WHAT IS EXPECTED:
Reproduce the listing below without any change.

= Beginning of Section =

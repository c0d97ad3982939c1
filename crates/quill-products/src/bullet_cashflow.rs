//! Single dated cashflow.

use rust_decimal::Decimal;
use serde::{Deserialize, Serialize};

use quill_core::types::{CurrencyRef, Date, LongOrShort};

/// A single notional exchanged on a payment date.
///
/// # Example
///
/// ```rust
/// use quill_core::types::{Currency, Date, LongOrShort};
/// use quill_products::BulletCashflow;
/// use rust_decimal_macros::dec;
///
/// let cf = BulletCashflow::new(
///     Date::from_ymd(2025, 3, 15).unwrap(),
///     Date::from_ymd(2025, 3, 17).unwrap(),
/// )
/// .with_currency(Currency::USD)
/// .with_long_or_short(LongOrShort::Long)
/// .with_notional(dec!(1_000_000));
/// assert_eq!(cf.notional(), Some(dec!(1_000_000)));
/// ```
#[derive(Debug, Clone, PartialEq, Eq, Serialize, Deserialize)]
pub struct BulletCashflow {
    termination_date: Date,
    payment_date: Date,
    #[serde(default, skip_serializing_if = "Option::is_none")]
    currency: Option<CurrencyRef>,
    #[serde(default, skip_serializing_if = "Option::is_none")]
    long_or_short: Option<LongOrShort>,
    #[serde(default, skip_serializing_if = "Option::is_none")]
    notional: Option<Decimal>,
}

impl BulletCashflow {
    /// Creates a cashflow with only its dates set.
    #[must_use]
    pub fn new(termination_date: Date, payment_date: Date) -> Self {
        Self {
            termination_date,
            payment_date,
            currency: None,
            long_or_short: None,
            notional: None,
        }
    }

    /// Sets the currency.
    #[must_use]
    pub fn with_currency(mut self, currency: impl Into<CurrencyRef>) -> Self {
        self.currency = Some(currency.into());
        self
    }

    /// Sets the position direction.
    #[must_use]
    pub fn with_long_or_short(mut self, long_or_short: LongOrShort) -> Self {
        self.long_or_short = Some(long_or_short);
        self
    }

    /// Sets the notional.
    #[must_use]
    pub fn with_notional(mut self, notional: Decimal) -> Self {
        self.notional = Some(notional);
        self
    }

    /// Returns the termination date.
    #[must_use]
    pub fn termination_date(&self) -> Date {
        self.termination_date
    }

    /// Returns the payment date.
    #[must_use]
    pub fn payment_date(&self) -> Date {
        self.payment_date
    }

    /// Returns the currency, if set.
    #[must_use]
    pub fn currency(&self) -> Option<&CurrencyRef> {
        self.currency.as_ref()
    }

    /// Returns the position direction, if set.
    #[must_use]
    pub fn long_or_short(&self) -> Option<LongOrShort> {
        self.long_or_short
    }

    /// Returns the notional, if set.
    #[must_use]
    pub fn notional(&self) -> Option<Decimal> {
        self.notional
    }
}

= End of Section =

EXERCISE ANSWER:
repository c0d97ad3982939c1
filename crates/quill-products/src/bullet_cashflow.rs
//! Single dated cashflow.

use rust_decimal::Decimal;
use serde::{Deserialize, Serialize};

use quill_core::types::{CurrencyRef, Date, LongOrShort};

/// A single notional exchanged on a payment date.
///
/// # Example
///
/// ```rust
/// use quill_core::types::{Currency, Date, LongOrShort};
/// use quill_products::BulletCashflow;
/// use rust_decimal_macros::dec;
///
/// let cf = BulletCashflow::new(
///     Date::from_ymd(2025, 3, 15).unwrap(),
///     Date::from_ymd(2025, 3, 17).unwrap(),
/// )
/// .with_currency(Currency::USD)
/// .with_long_or_short(LongOrShort::Long)
/// .with_notional(dec!(1_000_000));
/// assert_eq!(cf.notional(), Some(dec!(1_000_000)));
/// ```
#[derive(Debug, Clone, PartialEq, Eq, Serialize, Deserialize)]
pub struct BulletCashflow {
    termination_date: Date,
    payment_date: Date,
    #[serde(default, skip_serializing_if = "Option::is_none")]
    currency: Option<CurrencyRef>,
    #[serde(default, skip_serializing_if = "Option::is_none")]
    long_or_short: Option<LongOrShort>,
    #[serde(default, skip_serializing_if = "Option::is_none")]
    notional: Option<Decimal>,
}

impl BulletCashflow {
    /// Creates a cashflow with only its dates set.
    #[must_use]
    pub fn new(termination_date: Date, payment_date: Date) -> Self {
        Self {
            termination_date,
            payment_date,
            currency: None,
            long_or_short: None,
            notional: None,
        }
    }

    /// Sets the currency.
    #[must_use]
    pub fn with_currency(mut self, currency: impl Into<CurrencyRef>) -> Self {
        self.currency = Some(currency.into());
        self
    }

    /// Sets the position direction.
    #[must_use]
    pub fn with_long_or_short(mut self, long_or_short: LongOrShort) -> Self {
        self.long_or_short = Some(long_or_short);
        self
    }

    /// Sets the notional.
    #[must_use]
    pub fn with_notional(mut self, notional: Decimal) -> Self {
        self.notional = Some(notional);
        self
    }

    /// Returns the termination date.
    #[must_use]
    pub fn termination_date(&self) -> Date {
        self.termination_date
    }

    /// Returns the payment date.
    #[must_use]
    pub fn payment_date(&self) -> Date {
        self.payment_date
    }

    /// Returns the currency, if set.
    #[must_use]
    pub fn currency(&self) -> Option<&CurrencyRef> {
        self.currency.as_ref()
    }

    /// Returns the position direction, if set.
    #[must_use]
    pub fn long_or_short(&self) -> Option<LongOrShort> {
        self.long_or_short
    }

    /// Returns the notional, if set.
    #[must_use]
    pub fn notional(&self) -> Option<Decimal> {
        self.notional
    }
}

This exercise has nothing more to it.